Dataset items
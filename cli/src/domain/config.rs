//! Raw declarations read from the project descriptor.
//!
//! Pure functions only — no I/O, no filesystem access. These structs hold
//! exactly what the user wrote; computed fallbacks are applied later by
//! `domain::project` and `domain::workspace`.

use std::path::Path;

use serde::{Deserialize, Deserializer, Serialize};

use crate::domain::error::ConfigError;

// ── Constants ────────────────────────────────────────────────────────────────

/// File name of the project descriptor.
pub const DESCRIPTOR_FILE: &str = "pyproject.toml";

/// Sibling file consulted when the descriptor carries no `[tool.brev]` table.
pub const SIBLING_WORKSPACE_FILE: &str = "brev.toml";

// ── Port ─────────────────────────────────────────────────────────────────────

/// A named port exposed by the workshop container.
#[derive(Debug, Clone, PartialEq, Eq, Serialize, Deserialize)]
pub struct Port {
    pub name: String,
    #[serde(deserialize_with = "port_number")]
    pub port: u16,
}

impl Port {
    #[must_use]
    pub fn new(name: impl Into<String>, port: u16) -> Self {
        Self {
            name: name.into(),
            port,
        }
    }
}

/// Accepts `8888` as well as `"8888"`.
fn port_number<'de, D: Deserializer<'de>>(deserializer: D) -> Result<u16, D::Error> {
    #[derive(Deserialize)]
    #[serde(untagged)]
    enum Raw {
        Number(u16),
        Text(String),
    }

    match Raw::deserialize(deserializer)? {
        Raw::Number(n) => Ok(n),
        Raw::Text(s) => s
            .trim()
            .parse()
            .map_err(|_| serde::de::Error::custom(format!("invalid port number '{s}'"))),
    }
}

// ── Descriptor schema ────────────────────────────────────────────────────────

/// Top-level shape of `pyproject.toml`. Unknown tables are ignored.
#[derive(Debug, Clone, Default, Deserialize)]
pub struct Descriptor {
    #[serde(default)]
    pub project: Option<ProjectDecl>,
    #[serde(default)]
    pub tool: Option<ToolDecl>,
}

#[derive(Debug, Clone, Default, Deserialize)]
pub struct ToolDecl {
    #[serde(default)]
    pub brev: Option<WorkspaceDecl>,
}

/// `[project]` as written by the user.
#[derive(Debug, Clone, Default, Deserialize)]
pub struct ProjectDecl {
    pub name: Option<String>,
    pub description: Option<String>,
    pub repo_url: Option<String>,
    pub image_url: Option<String>,
}

/// `[tool.brev]` (or a sibling `brev.toml`) as written by the user.
#[derive(Debug, Clone, Default, Deserialize)]
pub struct WorkspaceDecl {
    pub instance_type: Option<String>,
    pub cloud: Option<String>,
    pub storage: Option<u32>,
    pub ports: Option<Vec<Port>>,
    pub relative_to_root: Option<String>,
    pub valid_driver_versions: Option<Vec<u32>>,
}

/// Parse descriptor content.
///
/// # Errors
///
/// Returns `ConfigError::Invalid` if the content is not valid TOML or does not
/// match the expected field types.
pub fn parse_descriptor(content: &str, path: &Path) -> Result<Descriptor, ConfigError> {
    toml::from_str(content).map_err(|e| ConfigError::invalid(path, e.message()))
}

/// Parse a sibling workspace file whose keys sit at top level.
///
/// # Errors
///
/// Returns `ConfigError::Invalid` if the content is not valid TOML.
pub fn parse_workspace_file(content: &str, path: &Path) -> Result<WorkspaceDecl, ConfigError> {
    toml::from_str(content).map_err(|e| ConfigError::invalid(path, e.message()))
}

/// Unwrap a required declared field.
///
/// # Errors
///
/// Returns `ConfigError::Invalid` naming `field` when it is absent or blank.
pub fn required<'a>(value: Option<&'a str>, field: &str, path: &Path) -> Result<&'a str, ConfigError> {
    match value.map(str::trim) {
        Some(v) if !v.is_empty() => Ok(v),
        _ => Err(ConfigError::invalid(
            path,
            format!("missing required field `{field}`"),
        )),
    }
}

// ── Unit tests ───────────────────────────────────────────────────────────────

TASK GOAL
Note every line of the records that holds the word "user", and copy it.

YOUR SOLUTION
//! exactly what the user wrote; computed fallbacks are applied later by
/// `[project]` as written by the user.
/// `[tool.brev]` (or a sibling `brev.toml`) as written by the user.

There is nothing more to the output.